Maintaining a mailing list is a lot of technical work, or a lot of cost — especially as your list gets large. There are a number of commercial bulk email list providers (I listed a bunch in an earlier post) but you have to be aware that they are going to be charging something on the order of 1¢ per email sent. Not a big deal if your list is just a few hundred, but think about when your list is 40,000 people; twelve mailings a year would run you about five grand.

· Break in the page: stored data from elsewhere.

//! Math utilities and types
//!
//! Provides fundamental math types for scene graph and spatial index work.

pub use nalgebra::{Matrix4, Quaternion, Unit, Vector2, Vector3};

/// 2D vector type
pub type Vec2 = Vector2<f32>;

/// 3D vector type
pub type Vec3 = Vector3<f32>;

/// 4x4 matrix type
pub type Mat4 = Matrix4<f32>;

/// Quaternion type for rotations
pub type Quat = Unit<Quaternion<f32>>;

/// Transform representing position, rotation, and scale
#[derive(Debug, Clone, PartialEq)]
pub struct Transform {
    /// Position in 3D space
    pub position: Vec3,

    /// Rotation quaternion
    pub rotation: Quat,

    /// Scale factors
    pub scale: Vec3,
}

impl Default for Transform {
    fn default() -> Self {
        Self {
            position: Vec3::zeros(),
            rotation: Quat::identity(),
            scale: Vec3::new(1.0, 1.0, 1.0),
        }
    }
}

impl Transform {
    /// Create a new identity transform
    pub fn identity() -> Self {
        Self::default()
    }

    /// Create a transform with only position
    pub fn from_position(position: Vec3) -> Self {
        Self {
            position,
            ..Default::default()
        }
    }

    /// Builder pattern: set uniform scale
    pub fn with_uniform_scale(mut self, scale: f32) -> Self {
        self.scale = Vec3::new(scale, scale, scale);
        self
    }

    /// Convert to a transformation matrix (TRS order)
    pub fn to_matrix(&self) -> Mat4 {
        Mat4::new_translation(&self.position)
            * self.rotation.to_homogeneous()
            * Mat4::new_nonuniform_scaling(&self.scale)
    }
}

/// Position part of an affine matrix
pub fn translation_of(matrix: &Mat4) -> Vec3 {
    Vec3::new(matrix.m14, matrix.m24, matrix.m34)
}

/// Largest axis scale of an affine matrix
///
/// Used to scale bounding sphere radii into world space.
pub fn max_scale_of(matrix: &Mat4) -> f32 {
    let scale_x = Vec3::new(matrix.m11, matrix.m21, matrix.m31).magnitude();
    let scale_y = Vec3::new(matrix.m12, matrix.m22, matrix.m32).magnitude();
    let scale_z = Vec3::new(matrix.m13, matrix.m23, matrix.m33).magnitude();
    scale_x.max(scale_y).max(scale_z)
}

The other approach is to manage the mailing list yourself, and send the mailings out through your own IP address. The advantage is that it's much less expensive. The disadvantage is that you have to set up your database and all of the subscription/unsubscription management scripts. We rolled our own, though if I were getting started I might have a serious look at PHPList. It's important that you send your emails from a non-shared IP address so you are not affected when somebody else on a shared host gets blacklisted. We use SliceHost as our main ISP now, and it works great.
Above All, Do Not Spam
Just make sure that in your lists, you aren't doing anything spammy, and you are not perceived as being spammy. If you are using a commercial mail sender, they probably take care of the technical aspects of this, but you need to make sure your content is good. Some articles from Marketing Magazine and MailChimp offer advice on that. Make easy on each message to unsubscribe (and be sure to use that term.) Run your emails through SpamAssassin and do everything you can do get your message and headers to not raise any flags. (We do send out multipart plaint-text & HTML mails, though.) Get an SPF record on your mail-sending domain.
You may still occasionally receive a spam complaint — though both of the ones we got were actually just from apologetic subscribers who admitted to being a bit trigger-happy.
If you have any suggestions about the technical aspects of managing your own list, or opinions about a mailing service you use, please leave it in the comments.